Family life through half a millennium

Barry Jerome

JEROME family tree

The Jerome Family Tree

 

My story begins with Giles Gerom who was born in France and came to England to live and work. During the first part of the sixteenth century the French population escalated. The rural population grew rapidly, expanding by approximately l0% every decade. By 1550 France was, in the words of a contemporary 'crammed as full as an egg'. This seems to be the most likely reason for Giles coming to England rather than to escape religious persecution, which did not begin until later in the century.

Berkshire was famous for its wool trade with centres in Newbury, Reading and Abingdon. Fortunes were built on the trade that must have attracted many skilled workers to the area. On 1st July 1544 Giles received denization from Henry VIII for himself, his wife and two children. At this time he was a fuller living in Chieveley, Berkshire.

Fulling was a process used to clean and thicken the wool that involved the use of a fine clay called Fuller's Earth. As a fuller, Giles' skills would have been much in demand and this is probably the reason why he settled firstly in Chieveley and then in Yattendon. This was the start of nearly three hundred years' association with Yattendon by the Jerome family.

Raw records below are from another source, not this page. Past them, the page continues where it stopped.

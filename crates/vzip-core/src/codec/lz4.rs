use lz4_flex::block::{compress_into, decompress_size_prepended, get_maximum_output_size};

use crate::{Result, VzipError};

use super::Codec;

const SIZE_PREFIX: usize = 4;

/// LZ4 block format with a little-endian `u32` uncompressed-size prefix,
/// compatible with `lz4_flex::block::decompress_size_prepended`.
#[derive(Debug, Clone, Copy, Default, PartialEq, Eq)]
pub struct Lz4Codec;

impl Codec for Lz4Codec {
    fn name(&self) -> &'static str {
        "lz4"
    }

    fn max_encoded_len(&self, input_len: usize) -> usize {
        get_maximum_output_size(input_len).saturating_add(SIZE_PREFIX)
    }

    fn encode(&self, input: &[u8], out: &mut Vec<u8>) -> Result<()> {
        let len = u32::try_from(input.len()).map_err(|_| {
            VzipError::CodecError("lz4 encode failed: input exceeds 32-bit size prefix".into())
        })?;

        let start = out.len();
        out.extend_from_slice(&len.to_le_bytes());
        out.resize(start + self.max_encoded_len(input.len()), 0);

        let written = compress_into(input, &mut out[start + SIZE_PREFIX..])
            .map_err(|error| VzipError::CodecError(format!("lz4 encode failed: {error}")))?;
        out.truncate(start + SIZE_PREFIX + written);
        Ok(())
    }

    fn decode(&self, input: &[u8], out: &mut Vec<u8>) -> Result<()> {
        let decoded = decompress_size_prepended(input)
            .map_err(|error| VzipError::CodecError(format!("lz4 decode failed: {error}")))?;
        out.extend_from_slice(&decoded);
        Ok(())
    }
}
use std::fmt;
use std::time::Duration;

use serde::{Deserialize, Serialize};

use crate::error::VzipError;

pub type Result<T> = std::result::Result<T, VzipError>;

/// Default per-frame byte limit, shared by raw input and encoded output.
pub const DEFAULT_MAX_FRAME_SIZE: usize = 1024 * 1024;

/// Position of a frame in the archive.
///
/// Ids are assigned once the frame source is listed and never change; their
/// numeric order is the record order of the archive.
#[derive(Debug, Clone, Copy, PartialEq, Eq, PartialOrd, Ord, Hash, Serialize, Deserialize)]
pub struct FrameId(pub usize);

impl FrameId {
    pub fn index(self) -> usize {
        self.0
    }
}

impl fmt::Display for FrameId {
    fn fmt(&self, f: &mut fmt::Formatter<'_>) -> fmt::Result {
        write!(f, "#{}", self.0)
    }
}

impl From<usize> for FrameId {
    fn from(index: usize) -> Self {
        Self(index)
    }
}

/// Codec selection for archive runs.
#[derive(Debug, Clone, Copy, PartialEq, Eq, Serialize, Deserialize)]
pub enum CodecKind {
    /// zlib stream (deflate) at the given level, 0..=9.
    Zlib { level: u32 },
    /// LZ4 block with a 4-byte size prefix.
    Lz4,
    /// No compression.
    Stored,
}

impl Default for CodecKind {
    fn default() -> Self {
        Self::Zlib { level: 9 }
    }
}

impl CodecKind {
    pub fn name(self) -> &'static str {
        match self {
            Self::Zlib { .. } => "zlib",
            Self::Lz4 => "lz4",
            Self::Stored => "stored",
        }
    }
}

pub(crate) fn duration_to_us(duration: Duration) -> u64 {
    duration.as_micros().min(u64::MAX as u128) as u64
}
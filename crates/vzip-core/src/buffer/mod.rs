pub mod pool;

pub use pool::{BufferPool, PoolMetricsSnapshot, PooledBuffer};
use std::sync::{Condvar, Mutex, MutexGuard, PoisonError};
use std::time::Duration;

use bytes::Bytes;

use crate::VzipError;
use crate::types::{FrameId, Result};

#[derive(Debug)]
enum SlotState {
    Pending,
    Ready(Bytes),
    Failed,
    Cancelled,
    Taken,
}

/// Single-write, single-read handoff cell for one encoded frame.
///
/// A worker publishes exactly once; the writer takes exactly once. The writer
/// sleeps on the condition variable until the slot leaves the pending state.
#[derive(Debug)]
pub struct FrameSlot {
    state: Mutex<SlotState>,
    ready: Condvar,
}

impl Default for FrameSlot {
    fn default() -> Self {
        Self {
            state: Mutex::new(SlotState::Pending),
            ready: Condvar::new(),
        }
    }
}

impl FrameSlot {
    /// Stores the payload and wakes the writer.
    ///
    /// Returns `false` when the slot was already resolved (cancelled or
    /// published); the payload is dropped in that case.
    pub fn publish(&self, payload: Bytes) -> bool {
        self.resolve(SlotState::Ready(payload))
    }

    /// Marks the frame as failed so the writer aborts on it.
    pub fn fail(&self) -> bool {
        self.resolve(SlotState::Failed)
    }

    pub fn cancel(&self) -> bool {
        self.resolve(SlotState::Cancelled)
    }

    pub fn is_pending(&self) -> bool {
        matches!(*self.lock(), SlotState::Pending)
    }

    /// Blocks until the slot is resolved and takes the payload.
    ///
    /// With a timeout, a slot still pending after `timeout` yields
    /// [`VzipError::SlotTimeout`] and stays pending.
    pub fn wait_take(&self, frame: FrameId, timeout: Option<Duration>) -> Result<Bytes> {
        let guard = self.lock();
        let mut guard = match timeout {
            None => self
                .ready
                .wait_while(guard, |state| matches!(state, SlotState::Pending))
                .unwrap_or_else(PoisonError::into_inner),
            Some(limit) => {
                let (guard, _) = self
                    .ready
                    .wait_timeout_while(guard, limit, |state| {
                        matches!(state, SlotState::Pending)
                    })
                    .unwrap_or_else(PoisonError::into_inner);
                if matches!(*guard, SlotState::Pending) {
                    return Err(VzipError::SlotTimeout {
                        frame,
                        waited: limit,
                    });
                }
                guard
            }
        };

        match std::mem::replace(&mut *guard, SlotState::Taken) {
            SlotState::Ready(payload) => Ok(payload),
            SlotState::Failed => Err(VzipError::FrameFailed { frame }),
            SlotState::Cancelled => Err(VzipError::Cancelled),
            SlotState::Pending | SlotState::Taken => {
                Err(VzipError::InvalidFormat("frame slot consumed twice"))
            }
        }
    }

    fn resolve(&self, next: SlotState) -> bool {
        let mut state = self.lock();
        if !matches!(*state, SlotState::Pending) {
            return false;
        }
        *state = next;
        drop(state);
        self.ready.notify_one();
        true
    }

    fn lock(&self) -> MutexGuard<'_, SlotState> {
        self.state.lock().unwrap_or_else(PoisonError::into_inner)
    }
}

/// One [`FrameSlot`] per output position.
#[derive(Debug)]
pub struct FrameSlots {
    slots: Box<[FrameSlot]>,
}

impl FrameSlots {
    pub fn new(len: usize) -> Self {
        Self {
            slots: (0..len).map(|_| FrameSlot::default()).collect(),
        }
    }

    pub fn get(&self, frame: FrameId) -> Option<&FrameSlot> {
        self.slots.get(frame.index())
    }

    /// Slot for `frame`, failing for ids outside the run.
    pub fn slot(&self, frame: FrameId) -> Result<&FrameSlot> {
        self.get(frame)
            .ok_or(VzipError::InvalidFormat("frame id out of range"))
    }

    pub fn len(&self) -> usize {
        self.slots.len()
    }

    pub fn is_empty(&self) -> bool {
        self.slots.is_empty()
    }

    /// Cancels every slot that has not been resolved yet; returns how many.
    pub fn cancel_pending(&self) -> usize {
        self.slots.iter().filter(|slot| slot.cancel()).count()
    }
}
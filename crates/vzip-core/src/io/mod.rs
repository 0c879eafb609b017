pub mod directory;
pub mod source;

pub use directory::{DEFAULT_FRAME_EXTENSION, DirectorySource, DirectorySourceOptions};
pub use source::{FrameSource, MemorySource};
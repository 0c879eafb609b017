use std::sync::atomic::{AtomicUsize, Ordering};

use crate::types::FrameId;

/// Shared cursor handing out frame ids `0..len` in ascending order.
///
/// Every id is returned by exactly one [`claim_next`](Self::claim_next) call,
/// no matter how many threads race on the queue.
#[derive(Debug)]
pub struct WorkQueue {
    next: AtomicUsize,
    len: usize,
}

impl WorkQueue {
    pub fn new(len: usize) -> Self {
        Self {
            next: AtomicUsize::new(0),
            len,
        }
    }

    /// Claims the next unclaimed frame, or `None` once all frames are handed out.
    pub fn claim_next(&self) -> Option<FrameId> {
        // Bounded increment so the cursor never moves past `len`.
        self.next
            .fetch_update(Ordering::AcqRel, Ordering::Acquire, |next| {
                (next < self.len).then_some(next + 1)
            })
            .ok()
            .map(FrameId)
    }

    /// Number of frames not yet claimed.
    pub fn remaining(&self) -> usize {
        self.len.saturating_sub(self.claimed())
    }

    /// Number of frames already claimed.
    pub fn claimed(&self) -> usize {
        self.next.load(Ordering::Acquire)
    }

    pub fn len(&self) -> usize {
        self.len
    }

    pub fn is_empty(&self) -> bool {
        self.len == 0
    }
}

#[cfg(test)]
mod tests {
    use super::*;

    #[test]
    fn claims_in_order_then_stops() {
        let queue = WorkQueue::new(3);
        assert_eq!(queue.claim_next(), Some(FrameId(0)));
        assert_eq!(queue.claim_next(), Some(FrameId(1)));
        assert_eq!(queue.remaining(), 1);
        assert_eq!(queue.claim_next(), Some(FrameId(2)));
        assert_eq!(queue.claim_next(), None);
        assert_eq!(queue.claim_next(), None);
        assert_eq!(queue.claimed(), 3);
    }

    #[test]
    fn empty_queue_yields_nothing() {
        let queue = WorkQueue::new(0);
        assert!(queue.is_empty());
        assert_eq!(queue.claim_next(), None);
        assert_eq!(queue.claimed(), 0);
    }
}
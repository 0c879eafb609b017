use bytes::Bytes;

use crate::types::{FrameId, Result};

/// Ordered collection of frames to archive.
///
/// The set and order of frames is fixed once the source is constructed;
/// `FrameId(i)` always names the same frame. Implementations are shared by
/// every worker thread, so reads must not rely on interior cursors.
pub trait FrameSource: Send + Sync {
    /// Number of frames, `N`.
    fn frame_count(&self) -> usize;

    /// Human readable name of a frame for logs and error messages.
    fn frame_label(&self, frame: FrameId) -> String {
        frame.to_string()
    }

    /// Size of the frame in bytes when known without reading it.
    fn size_hint(&self, _frame: FrameId) -> Option<u64> {
        None
    }

    /// Appends the frame's bytes to `out`.
    ///
    /// Implementations may stop after `limit` bytes; callers pass one byte
    /// more than they accept so an oversized frame is still detectable.
    fn read_frame(&self, frame: FrameId, limit: usize, out: &mut Vec<u8>) -> Result<()>;

    /// Frame ids in archive order.
    fn list(&self) -> Vec<FrameId> {
        (0..self.frame_count()).map(FrameId).collect()
    }
}

/// Frames held in memory.
#[derive(Debug, Clone, Default)]
pub struct MemorySource {
    frames: Vec<Bytes>,
}

impl MemorySource {
    pub fn new(frames: Vec<Bytes>) -> Self {
        Self { frames }
    }

    pub fn from_vecs(frames: Vec<Vec<u8>>) -> Self {
        Self::new(frames.into_iter().map(Bytes::from).collect())
    }

    pub fn push(&mut self, frame: impl Into<Bytes>) -> FrameId {
        self.frames.push(frame.into());
        FrameId(self.frames.len() - 1)
    }

    pub fn get(&self, frame: FrameId) -> Option<&Bytes> {
        self.frames.get(frame.index())
    }
}

impl FrameSource for MemorySource {
    fn frame_count(&self) -> usize {
        self.frames.len()
    }

    fn size_hint(&self, frame: FrameId) -> Option<u64> {
        self.get(frame).map(|data| data.len() as u64)
    }

    fn read_frame(&self, frame: FrameId, limit: usize, out: &mut Vec<u8>) -> Result<()> {
        let data = self
            .get(frame)
            .ok_or(crate::VzipError::InvalidFormat("frame id out of range"))?;
        out.extend_from_slice(&data[..data.len().min(limit)]);
        Ok(())
    }
}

Giles died and was buried at Yattendon on 29 January 1582. The next generation was Ric(hard) Jerrom and although it cannot be proved, as the parish records do not begin until 1558, there seems little doubt that Ric was Giles' son. Ric married Margaret Coxe at Beenham on 4 Feb 1573 and during the following twenty years they had nine children all born at Yattendon. Whether or not Ric continued in his father's trade as a fuller is not known, but it seems likely as a hundred years later the Jerrom family was still involved in clay that by 1700 was used for brick making.

In the late sixteenth and early seventeenth century other Jerroms start to appear in Berkshire in the Reading area and at Sandford in Oxfordshire, across the river from Abingdon. Both Reading and Abingdon were associated with the wool trade. It may be coincidence but one theory is that the families originated from Giles' other unidentified children who moved from Yattendon. The family in Sandford moved into Abingdon and within a generation become wealthy. In his will Henry Jerrom left the modern equivalent of nearly 1million in property and goods to his family and friends. However, by the next generation the property was largely mortgaged - probably as the result of the heavy taxes imposed by Charles I during his occupation of Abingdon in the civil war.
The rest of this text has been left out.